### Work instruction
Filter this material down to the lines that contain the string "Lazy", and return those lines.

### The data
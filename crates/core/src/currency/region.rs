//! ISO-3166 alpha-2 region to currency mapping.

use std::collections::HashMap;

use once_cell::sync::Lazy;

/// Region code and the currency used there.
#[rustfmt::skip]
static REGIONS: &[(&str, &str)] = &[
    ("AD", "EUR"), ("AE", "AED"), ("AF", "AFN"), ("AG", "XCD"), ("AI", "XCD"),
    ("AL", "ALL"), ("AM", "AMD"), ("AO", "AOA"), ("AR", "ARS"), ("AS", "USD"),
    ("AT", "EUR"), ("AU", "AUD"), ("AW", "AWG"), ("AX", "EUR"), ("AZ", "AZN"),
    ("BA", "BAM"), ("BB", "BBD"), ("BD", "BDT"), ("BE", "EUR"), ("BF", "XOF"),
    ("BG", "BGN"), ("BH", "BHD"), ("BI", "BIF"), ("BJ", "XOF"), ("BL", "EUR"),
    ("BM", "BMD"), ("BN", "BND"), ("BO", "BOB"), ("BQ", "USD"), ("BR", "BRL"),
    ("BS", "BSD"), ("BT", "BTN"), ("BW", "BWP"), ("BY", "BYN"), ("BZ", "BZD"),
    ("CA", "CAD"), ("CC", "AUD"), ("CD", "CDF"), ("CF", "XAF"), ("CG", "XAF"),
    ("CH", "CHF"), ("CI", "XOF"), ("CK", "NZD"), ("CL", "CLP"), ("CM", "XAF"),
    ("CN", "CNY"), ("CO", "COP"), ("CR", "CRC"), ("CU", "CUP"), ("CV", "CVE"),
    ("CW", "XCG"), ("CX", "AUD"), ("CY", "EUR"), ("CZ", "CZK"), ("DE", "EUR"),
    ("DJ", "DJF"), ("DK", "DKK"), ("DM", "XCD"), ("DO", "DOP"), ("DZ", "DZD"),
    ("EC", "USD"), ("EE", "EUR"), ("EG", "EGP"), ("EH", "MAD"), ("ER", "ERN"),
    ("ES", "EUR"), ("ET", "ETB"), ("FI", "EUR"), ("FJ", "FJD"), ("FK", "FKP"),
    ("FM", "USD"), ("FO", "DKK"), ("FR", "EUR"), ("GA", "XAF"), ("GB", "GBP"),
    ("GD", "XCD"), ("GE", "GEL"), ("GF", "EUR"), ("GG", "GBP"), ("GH", "GHS"),
    ("GI", "GIP"), ("GL", "DKK"), ("GM", "GMD"), ("GN", "GNF"), ("GP", "EUR"),
    ("GQ", "XAF"), ("GR", "EUR"), ("GT", "GTQ"), ("GU", "USD"), ("GW", "XOF"),
    ("GY", "GYD"), ("HK", "HKD"), ("HN", "HNL"), ("HR", "EUR"), ("HT", "HTG"),
    ("HU", "HUF"), ("ID", "IDR"), ("IE", "EUR"), ("IL", "ILS"), ("IM", "GBP"),
    ("IN", "INR"), ("IO", "USD"), ("IQ", "IQD"), ("IR", "IRR"), ("IS", "ISK"),
    ("IT", "EUR"), ("JE", "GBP"), ("JM", "JMD"), ("JO", "JOD"), ("JP", "JPY"),
    ("KE", "KES"), ("KG", "KGS"), ("KH", "KHR"), ("KI", "AUD"), ("KM", "KMF"),
    ("KN", "XCD"), ("KP", "KPW"), ("KR", "KRW"), ("KW", "KWD"), ("KY", "KYD"),
    ("KZ", "KZT"), ("LA", "LAK"), ("LB", "LBP"), ("LC", "XCD"), ("LI", "CHF"),
    ("LK", "LKR"), ("LR", "LRD"), ("LS", "LSL"), ("LT", "EUR"), ("LU", "EUR"),
    ("LV", "EUR"), ("LY", "LYD"), ("MA", "MAD"), ("MC", "EUR"), ("MD", "MDL"),
    ("ME", "EUR"), ("MF", "EUR"), ("MG", "MGA"), ("MH", "USD"), ("MK", "MKD"),
    ("ML", "XOF"), ("MM", "MMK"), ("MN", "MNT"), ("MO", "MOP"), ("MP", "USD"),
    ("MQ", "EUR"), ("MR", "MRU"), ("MS", "XCD"), ("MT", "EUR"), ("MU", "MUR"),
    ("MV", "MVR"), ("MW", "MWK"), ("MX", "MXN"), ("MY", "MYR"), ("MZ", "MZN"),
    ("NA", "NAD"), ("NC", "XPF"), ("NE", "XOF"), ("NF", "AUD"), ("NG", "NGN"),
    ("NI", "NIO"), ("NL", "EUR"), ("NO", "NOK"), ("NP", "NPR"), ("NR", "AUD"),
    ("NU", "NZD"), ("NZ", "NZD"), ("OM", "OMR"), ("PA", "PAB"), ("PE", "PEN"),
    ("PF", "XPF"), ("PG", "PGK"), ("PH", "PHP"), ("PK", "PKR"), ("PL", "PLN"),
    ("PM", "EUR"), ("PN", "NZD"), ("PR", "USD"), ("PS", "ILS"), ("PT", "EUR"),
    ("PW", "USD"), ("PY", "PYG"), ("QA", "QAR"), ("RE", "EUR"), ("RO", "RON"),
    ("RS", "RSD"), ("RU", "RUB"), ("RW", "RWF"), ("SA", "SAR"), ("SB", "SBD"),
    ("SC", "SCR"), ("SD", "SDG"), ("SE", "SEK"), ("SG", "SGD"), ("SH", "SHP"),
    ("SI", "EUR"), ("SJ", "NOK"), ("SK", "EUR"), ("SL", "SLE"), ("SM", "EUR"),
    ("SN", "XOF"), ("SO", "SOS"), ("SR", "SRD"), ("SS", "SSP"), ("ST", "STN"),
    ("SV", "USD"), ("SX", "XCG"), ("SY", "SYP"), ("SZ", "SZL"), ("TC", "USD"),
    ("TD", "XAF"), ("TF", "EUR"), ("TG", "XOF"), ("TH", "THB"), ("TJ", "TJS"),
    ("TK", "NZD"), ("TL", "USD"), ("TM", "TMT"), ("TN", "TND"), ("TO", "TOP"),
    ("TR", "TRY"), ("TT", "TTD"), ("TV", "AUD"), ("TW", "TWD"), ("TZ", "TZS"),
    ("UA", "UAH"), ("UG", "UGX"), ("UM", "USD"), ("US", "USD"), ("UY", "UYU"),
    ("UZ", "UZS"), ("VA", "EUR"), ("VC", "XCD"), ("VE", "VES"), ("VG", "USD"),
    ("VI", "USD"), ("VN", "VND"), ("VU", "VUV"), ("WF", "XPF"), ("WS", "WST"),
    ("YE", "YER"), ("YT", "EUR"), ("ZA", "ZAR"), ("ZM", "ZMW"), ("ZW", "ZWG"),
];

static BY_REGION: Lazy<HashMap<&'static str, &'static str>> =
    Lazy::new(|| REGIONS.iter().copied().collect());

/// Currency code used in an ISO-3166 alpha-2 region (case-insensitive).
pub(crate) fn currency_for_region(region: &str) -> Option<&'static str> {
    let region = region.trim().to_ascii_uppercase();
    BY_REGION.get(region.as_str()).copied()
}

/// Region part of a specific culture name: "nl-NL" gives "NL", "zh-Hans-CN"
/// gives "CN". Neutral cultures ("en") give `None`.
pub(crate) fn region_of_culture(name: &str) -> Option<&str> {
    let mut parts = name.trim().split(['-', '_']);
    let language = parts.next()?;
    if language.is_empty() {
        return None;
    }
    parts
        .next_back()
        .filter(|region| region.len() == 2 && region.bytes().all(|b| b.is_ascii_alphabetic()))
}

#[cfg(test)]
mod tests {
    use super::*;
    use crate::currency::iso4217::find_current;
    use rstest::rstest;

    #[test]
    fn test_every_region_maps_to_a_current_currency() {
        for (region, code) in REGIONS {
            assert!(
                find_current(code).is_some(),
                "region {region} maps to unknown currency {code}"
            );
        }
    }

    #[test]
    fn test_regions_are_unique() {
        assert_eq!(BY_REGION.len(), REGIONS.len());
    }

    #[rstest]
    #[case("NL", Some("EUR"))]
    #[case("us", Some("USD"))]
    #[case(" JP ", Some("JPY"))]
    #[case("QQ", None)]
    #[case("", None)]
    fn test_currency_for_region(#[case] region: &str, #[case] expected: Option<&str>) {
        assert_eq!(currency_for_region(region), expected);
    }

    #[rstest]
    #[case("nl-NL", Some("NL"))]
    #[case("en_US", Some("US"))]
    #[case("zh-Hans-CN", Some("CN"))]
    #[case("en", None)]
    #[case("zh-Hans", None)]
    #[case("", None)]
    #[case("-US", None)]
    fn test_region_of_culture(#[case] name: &str, #[case] expected: Option<&str>) {
        assert_eq!(region_of_culture(name), expected);
    }
}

### Exercise answer
use once_cell::sync::Lazy;
static BY_REGION: Lazy<HashMap<&'static str, &'static str>> =
    Lazy::new(|| REGIONS.iter().copied().collect());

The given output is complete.